## TASK DESCRIPTION
Count every line in the data below where "InvalidId" occurs, then state that number and nothing more.

## MATERIAL FOR THIS EXERCISE
◇ ◇ ◇ ◇
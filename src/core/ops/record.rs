//! core::ops::record
//!
//! Durable transaction records.
//!
//! A [`TransactionRecord`] is the current-state summary of one pool
//! operation. The [`RecordStore`] persists it as a single JSON document
//! keyed by the transaction id and replaces it wholesale on every save.
//!
//! # Crash Safety Contract
//!
//! `save` writes the new document to a temp file in the same directory,
//! fsyncs it, renames it over the record, and fsyncs the directory so the
//! rename survives a power loss. A reader observes either the
//! previous complete record or the new complete record, never a partial
//! one. A failed save is a hard error: the durable state of the operation
//! is unknown and the caller must not assume the save took effect.
//!
//! # Storage
//!
//! - `<root>/pools/tx/<tx>.json` - One record per transaction
//!
//! # Example
//!
//! ```
//! use pooltx::core::ops::record::{OpKind, RecordStore, TransactionRecord, TxStatus};
//! use pooltx::core::paths::StatePaths;
//! use pooltx::core::types::TxId;
//!
//! let dir = tempfile::tempdir().unwrap();
//! let store = RecordStore::new(StatePaths::new(dir.path()));
//!
//! let mut record = TransactionRecord::new(TxId::from("tx-A"), "pool-1", OpKind::Create);
//! record.set_status(TxStatus::Running);
//! store.save(&record).unwrap();
//!
//! assert_eq!(store.load(&record.id).unwrap(), record);
//! ```

use std::fs::{self, OpenOptions};
use std::io::Write;
use std::path::Path;

use serde::{Deserialize, Serialize};
use thiserror::Error;
use tracing::{debug, info};

use crate::core::config::Config;
use crate::core::naming::is_sanitized;
use crate::core::paths::StatePaths;
use crate::core::types::{TxId, UtcTimestamp};

/// Errors from record operations.
#[derive(Debug, Error)]
pub enum RecordError {
    /// I/O error reading or writing record files.
    #[error("record i/o error: {0}")]
    Io(#[from] std::io::Error),

    /// JSON serialization/deserialization error.
    #[error("record json error: {0}")]
    Json(#[from] serde_json::Error),

    /// Record file not found.
    #[error("transaction record not found: {0}")]
    NotFound(String),

    /// The transaction id cannot be used as a file name.
    #[error("invalid transaction id for storage: {0:?}")]
    InvalidId(String),
}

/// The kind of pool operation a transaction performs.
///
/// Built-in kinds always map to their own variant: [`OpKind::other`] and
/// deserialization both go through [`OpKind::parse`], so `Other` never
/// holds a built-in name.
#[derive(Debug, Clone, PartialEq, Eq, Hash, Serialize, Deserialize)]
#[serde(into = "String", from = "String")]
pub enum OpKind {
    Create,
    Grow,
    Shrink,
    Destroy,
    /// Any operation the dispatcher adds beyond the built-in kinds.
    Other(CustomKind),
}

/// Name of an operation kind outside the built-in set.
///
/// Only constructed through [`OpKind::parse`].
#[derive(Debug, Clone, PartialEq, Eq, Hash)]
pub struct CustomKind(String);

impl CustomKind {
    /// The kind name.
    pub fn as_str(&self) -> &str {
        &self.0
    }
}

impl OpKind {
    /// Parse an operation kind, falling back to [`OpKind::Other`].
    pub fn parse(s: &str) -> Self {
        match s {
            "create" => OpKind::Create,
            "grow" => OpKind::Grow,
            "shrink" => OpKind::Shrink,
            "destroy" => OpKind::Destroy,
            other => OpKind::Other(CustomKind(other.to_string())),
        }
    }

    /// An operation kind by name; built-in names yield the built-in variant.
    pub fn other(name: impl AsRef<str>) -> Self {
        Self::parse(name.as_ref())
    }

    /// The kind as written to disk.
    pub fn as_str(&self) -> &str {
        match self {
            OpKind::Create => "create",
            OpKind::Grow => "grow",
            OpKind::Shrink => "shrink",
            OpKind::Destroy => "destroy",
            OpKind::Other(kind) => kind.as_str(),
        }
    }
}

impl From<String> for OpKind {
    fn from(s: String) -> Self {
        Self::parse(&s)
    }
}

impl From<OpKind> for String {
    fn from(kind: OpKind) -> Self {
        kind.as_str().to_string()
    }
}

impl std::fmt::Display for OpKind {
    fn fmt(&self, f: &mut std::fmt::Formatter<'_>) -> std::fmt::Result {
        f.pad(self.as_str())
    }
}

/// Lifecycle status of a transaction.
#[derive(Debug, Clone, Copy, PartialEq, Eq, Hash, Serialize, Deserialize)]
#[serde(rename_all = "snake_case")]
pub enum TxStatus {
    /// Accepted, not started.
    Pending,
    /// Operation is in progress.
    Running,
    /// Operation completed successfully.
    Succeeded,
    /// Operation failed.
    Failed,
    /// Operation was cancelled.
    Cancelled,
}

impl TxStatus {
    /// Check if the status is final.
    pub fn is_terminal(&self) -> bool {
        matches!(
            self,
            TxStatus::Succeeded | TxStatus::Failed | TxStatus::Cancelled
        )
    }

    /// The status as written to disk.
    pub fn as_str(&self) -> &'static str {
        match self {
            TxStatus::Pending => "pending",
            TxStatus::Running => "running",
            TxStatus::Succeeded => "succeeded",
            TxStatus::Failed => "failed",
            TxStatus::Cancelled => "cancelled",
        }
    }
}

impl std::fmt::Display for TxStatus {
    fn fmt(&self, f: &mut std::fmt::Formatter<'_>) -> std::fmt::Result {
        f.pad(self.as_str())
    }
}

/// Durable snapshot of one pool operation.
#[derive(Debug, Clone, PartialEq, Serialize, Deserialize)]
#[serde(rename_all = "camelCase")]
pub struct TransactionRecord {
    /// Transaction id.
    pub id: TxId,
    /// Target pool, as given by the caller.
    pub pool: String,
    /// Operation kind.
    pub kind: OpKind,
    /// Current status.
    pub status: TxStatus,
    /// When the transaction was accepted.
    pub created_at: UtcTimestamp,
    /// When the record last changed.
    pub updated_at: UtcTimestamp,
    /// Failure description for failed or cancelled transactions.
    #[serde(default, skip_serializing_if = "Option::is_none")]
    pub error: Option<String>,
    /// Operation-specific fields needed to resume or report.
    #[serde(default, skip_serializing_if = "serde_json::Map::is_empty")]
    pub details: serde_json::Map<String, serde_json::Value>,
}

impl TransactionRecord {
    /// Create a pending record.
    pub fn new(id: TxId, pool: impl Into<String>, kind: OpKind) -> Self {
        let now = UtcTimestamp::now();
        Self {
            id,
            pool: pool.into(),
            kind,
            status: TxStatus::Pending,
            created_at: now,
            updated_at: now,
            error: None,
            details: serde_json::Map::new(),
        }
    }

    /// Attach operation-specific details.
    pub fn with_details(mut self, details: serde_json::Map<String, serde_json::Value>) -> Self {
        self.details = details;
        self
    }

    /// Change status and bump `updated_at`.
    pub fn set_status(&mut self, status: TxStatus) {
        self.status = status;
        self.updated_at = UtcTimestamp::now();
    }

    /// Mark the transaction failed with a reason.
    pub fn fail(&mut self, error: impl Into<String>) {
        self.error = Some(error.into());
        self.set_status(TxStatus::Failed);
    }
}

/// Store for transaction records.
#[derive(Debug, Clone)]
pub struct RecordStore {
    paths: StatePaths,
}

impl RecordStore {
    /// Create a store from resolved configuration.
    pub fn from_config(config: &Config) -> Self {
        Self::new(config.paths())
    }

    /// Create a store over explicit paths.
    pub fn new(paths: StatePaths) -> Self {
        Self { paths }
    }

    /// Persist a record atomically.
    ///
    /// # Errors
    ///
    /// - [`RecordError::InvalidId`] if the id is not filesystem-safe
    /// - [`RecordError::Io`] if any step of the write fails
    /// - [`RecordError::Json`] if serialization fails
    ///
    /// # Fault Injection
    ///
    /// When compiled with `cfg(test)` or the `fault_injection` feature,
    /// saves can be made to fail via [`fault_injection::fail_after`].
    pub fn save(&self, record: &TransactionRecord) -> Result<(), RecordError> {
        Self::check_id(&record.id)?;

        #[cfg(any(test, feature = "fault_injection"))]
        if fault_injection::should_fail() {
            return Err(RecordError::Io(std::io::Error::new(
                std::io::ErrorKind::Other,
                "simulated save failure for fault injection testing",
            )));
        }

        fs::create_dir_all(self.paths.tx_dir())?;

        let path = self.paths.record_path(record.id.as_str());
        let temp_path = path.with_extension("json.tmp");
        let content = serde_json::to_vec_pretty(record)?;

        let written = (|| {
            let mut file = OpenOptions::new()
                .write(true)
                .create(true)
                .truncate(true)
                .open(&temp_path)?;
            file.write_all(&content)?;
            file.sync_all()?;
            fs::rename(&temp_path, &path)
        })();

        if let Err(e) = written {
            let _ = fs::remove_file(&temp_path);
            return Err(RecordError::Io(e));
        }
        sync_dir(&self.paths.tx_dir())?;

        debug!(tx = %record.id, status = %record.status, "transaction record saved");
        Ok(())
    }

    /// Read a record.
    pub fn load(&self, id: &TxId) -> Result<TransactionRecord, RecordError> {
        Self::check_id(id)?;

        let path = self.paths.record_path(id.as_str());
        let content = match fs::read(&path) {
            Ok(content) => content,
            Err(e) if e.kind() == std::io::ErrorKind::NotFound => {
                return Err(RecordError::NotFound(id.to_string()));
            }
            Err(e) => return Err(RecordError::Io(e)),
        };
        Ok(serde_json::from_slice(&content)?)
    }

    /// Check whether a record exists.
    pub fn exists(&self, id: &TxId) -> bool {
        is_sanitized(id.as_str()) && self.paths.record_path(id.as_str()).exists()
    }

    /// List all transaction ids with a record.
    ///
    /// Returns ids sorted by modification time (newest first).
    pub fn list(&self) -> Result<Vec<TxId>, RecordError> {
        let dir = self.paths.tx_dir();
        if !dir.exists() {
            return Ok(vec![]);
        }

        let mut entries: Vec<_> = fs::read_dir(&dir)?
            .filter_map(|entry| {
                let entry = entry.ok()?;
                let name = entry.file_name().into_string().ok()?;
                let id = name.strip_suffix(".json")?;
                let mtime = entry.metadata().ok()?.modified().ok()?;
                Some((TxId::from(id), mtime))
            })
            .collect();

        // Sort by modification time (newest first), id for ties
        entries.sort_by(|a, b| b.1.cmp(&a.1).then_with(|| a.0.cmp(&b.0)));

        Ok(entries.into_iter().map(|(id, _)| id).collect())
    }

    /// Mark every non-terminal record as failed.
    ///
    /// Locks do not survive a restart, so a record still `pending` or
    /// `running` after one describes an operation nobody is executing.
    /// This sweep is never run implicitly; the daemon opts in at startup.
    ///
    /// Returns the ids that were updated. Records that cannot be read are
    /// skipped; a failed save aborts the sweep.
    pub fn reconcile_interrupted(&self, reason: &str) -> Result<Vec<TxId>, RecordError> {
        let mut updated = Vec::new();

        for id in self.list()? {
            let mut record = match self.load(&id) {
                Ok(record) => record,
                Err(e) => {
                    debug!(tx = %id, error = %e, "skipping unreadable record");
                    continue;
                }
            };
            if record.status.is_terminal() {
                continue;
            }

            record.fail(reason);
            self.save(&record)?;
            info!(tx = %id, pool = %record.pool, "marked interrupted transaction failed");
            updated.push(id);
        }

        updated.sort();
        Ok(updated)
    }

    fn check_id(id: &TxId) -> Result<(), RecordError> {
        if is_sanitized(id.as_str()) {
            Ok(())
        } else {
            Err(RecordError::InvalidId(id.to_string()))
        }
    }
}

/// Flush a directory's entries (renames, creates) to disk.
#[cfg(unix)]
fn sync_dir(dir: &Path) -> std::io::Result<()> {
    fs::File::open(dir)?.sync_all()
}

#[cfg(not(unix))]
fn sync_dir(_dir: &Path) -> std::io::Result<()> {
    Ok(())
}

/// Fault injection for testing persistence failures.
///
/// Only compiled with `cfg(test)` or the `fault_injection` feature.
#[cfg(any(test, feature = "fault_injection"))]
pub mod fault_injection {
    use std::cell::Cell;

    // Thread-local so parallel tests do not interfere.
    thread_local! {
        /// Fail the save after this many successful saves; 0 disables.
        static FAIL_AFTER_SAVES: Cell<usize> = const { Cell::new(0) };

        /// Current save count.
        static SAVE_COUNT: Cell<usize> = const { Cell::new(0) };
    }

    /// Make the `n`th save attempt (and every later one) fail.
    ///
    /// `fail_after(1)` fails the very next save. Set to 0 to disable.
    pub fn fail_after(n: usize) {
        FAIL_AFTER_SAVES.with(|c| c.set(n));
        SAVE_COUNT.with(|c| c.set(0));
    }

    /// Called by `RecordStore::save` before each write.
    pub fn should_fail() -> bool {
        FAIL_AFTER_SAVES.with(|threshold_cell| {
            let threshold = threshold_cell.get();
            if threshold == 0 {
                return false;
            }
            SAVE_COUNT.with(|count_cell| {
                let count = count_cell.get() + 1;
                count_cell.set(count);
                count >= threshold
            })
        })
    }

    /// Reset fault injection state.
    pub fn reset() {
        FAIL_AFTER_SAVES.with(|c| c.set(0));
        SAVE_COUNT.with(|c| c.set(0));
    }
}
◇ ◇ ◇ ◇
## FINAL ANSWER
3